Rising inequality in Vancouver is driven by the decline in stable, blue-collar, middle-class jobs, which make up just 15 per cent of the region’s jobs. Highly paid professional, knowledge and creative jobs make up 36.5 per cent of jobs, while lower-paid service jobs account for 47 per cent of jobs.Vancouver is seeing not just the decline of its middle class, but of the neighbourhoods such families called home. Middle-class areas, which made up more than 70 per cent of Vancouver neighbourhoods in 1970, have fallen to less than half by 2005, the last year for which data is available. There are likely far fewer today.As the educated and affluent flock back to urban cores, a great deal of poverty in cities like Vancouver has shifted to the suburbs. Indeed, these places are morphing into a new kind of “patchwork metropolis,” with small areas of the advantaged concentrated downtown near subway and transit stations or in affluent suburban areas, surrounded by much larger spans of concentrated disadvantaged.The new urban crisis has engendered a backlash that resulted in the rise of the late mayor Rob Ford in Toronto, the Brexit in Britain and Donald Trump in America.
Friday an OpEd in the NY Times by Oliver Bullough, Offshore Money, Bane of Democracy, looked at the problem from a different perspective. This is something I'm particularly tuned into right now because my best friend, an inner-city public school teacher, is trying to buy a house and keeps finding himself out-bid even in neighborhoods considered "sketchy." Here in L.A. the money buying up local real estate-- and now at every level-- in coming from China. As Bullough points out, "China was the leading investor in real estate in the United States by the end of 2015, with $350 billion in related investments and holdings."

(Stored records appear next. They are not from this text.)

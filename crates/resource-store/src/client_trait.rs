//! # ActorClient Trait
//!
//! Common interface for collection-specific clients: a default `get` built on the wrapped
//! `ResourceClient`, with errors mapped into the client's own error type.
use crate::{ActorEntity, ResourceClient, StoreError};
use async_trait::async_trait;

/// Trait for collection-specific clients to inherit the standard read-by-id operation.
///
/// # Example
///
/// ```rust
/// use resource_store::{ActorClient, ActorEntity, ResourceClient, StoreError};
/// use async_trait::async_trait;
/// use serde::Serialize;
///
/// #[derive(Clone, Debug, Serialize)]
/// struct Note { id: u32 }
/// #[derive(Debug)] struct NoteCreate;
/// #[derive(Debug)] struct NoteUpdate;
/// #[derive(Debug)] enum NoteAction {}
/// #[derive(Debug, thiserror::Error)] #[error("{0}")] struct NoteError(String);
///
/// impl From<String> for NoteError {
///     fn from(s: String) -> Self { NoteError(s) }
/// }
///
/// #[async_trait]
/// impl ActorEntity for Note {
///     const COLLECTION: &'static str = "notes";
///     type Id = u32;
///     type Create = NoteCreate;
///     type Update = NoteUpdate;
///     type Action = NoteAction;
///     type ActionResult = ();
///     type Context = ();
///     type Error = NoteError;
///
///     fn from_create_params(id: u32, _: NoteCreate) -> Result<Self, Self::Error> { Ok(Self { id }) }
///     async fn on_update(&mut self, _: NoteUpdate, _: &()) -> Result<(), Self::Error> { Ok(()) }
///     async fn handle_action(&mut self, action: NoteAction, _: &()) -> Result<(), Self::Error> {
///         match action {}
///     }
/// }
///
/// struct NoteClient {
///     inner: ResourceClient<Note>,
/// }
///
/// #[async_trait]
/// impl ActorClient<Note> for NoteClient {
///     type Error = NoteError;
///
///     fn inner(&self) -> &ResourceClient<Note> {
///         &self.inner
///     }
///
///     fn map_error(e: StoreError) -> Self::Error {
///         NoteError(e.to_string())
///     }
/// }
///
/// async fn usage(client: NoteClient) {
///     // get() is provided by the trait
///     let _ = client.get(1).await;
/// }
/// ```
#[async_trait]
pub trait ActorClient<T: ActorEntity>: Send + Sync {
    /// The collection-specific error type.
    type Error: From<String> + Send + Sync;

    /// Access the inner generic ResourceClient.
    fn inner(&self) -> &ResourceClient<T>;

    /// Map store errors to the collection-specific error type.
    fn map_error(e: StoreError) -> Self::Error;

    /// Fetch a document by id.
    #[tracing::instrument(skip(self))]
    async fn get(&self, id: T::Id) -> Result<Option<T>, Self::Error> {
        tracing::debug!("Sending request");
        self.inner().get(id).await.map_err(Self::map_error)
    }
}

Almost one-third of top-end property purchases in America’s biggest cities are suspect, according to the Financial Crimes Enforcement Network, the body at the Treasury Department whose task it is to protect the United States from money laundering. The government recently granted FinCEN authority to peek behind the veil of secrecy provided by offshore shell companies, and what the bureau has seen is disturbing: There is a flood of dirty capital pouring into United States real estate, and it isn’t clear who owns it....Greedy rulers around the world steal billions from their people, then disguise the money and stash it offshore, usually in the West. The extraction of this much capital cripples the economies of source countries like Afghanistan, Nigeria or Ukraine, and breeds insecurity and violence there. Offshoring is also a problem for host states. If a government doesn’t know who owns the country it runs, how can it know how those owners will behave in a crisis?...Law enforcement in the United States leads the world in investigating and prosecuting corruption, but the country still lags badly in terms of transparency, despite FinCEN’s new powers. Britain has a freely accessible, central online register of all companies, and anyone who creates a new company has to declare its actual owners. The system is flawed, not least because the information provided is not checked. But it’s a good first step toward ending the abuses enabled by anonymous companies. America should adopt something similar.The British Parliament is also considering implementing “unexplained wealth orders,” which would force criminals or foreign officials to justify how they came to own luxury goods or expensive real estate. Those who cannot prove they secured the financing legally would see their property confiscated.These two measures alone can’t be enough to reveal the true owners of the anonymous money that is buying up so much of the West. But they can go a long way toward depriving dictators and thieves of a haven for their dirty cash, while helping officials in democracies regain control over who is buying the countries they were elected to run.
How attractive will the glittering big cities remain if service workers and even middle class blue and white collar workers-- think school teachers, for example-- can't afford to live in them or even in their close-in inner suburbs? What Florida refers to as the "creative class" in his writing-- that helped spark the urban renewal-- are already being squeezed out of affordable housing in many cities en masse.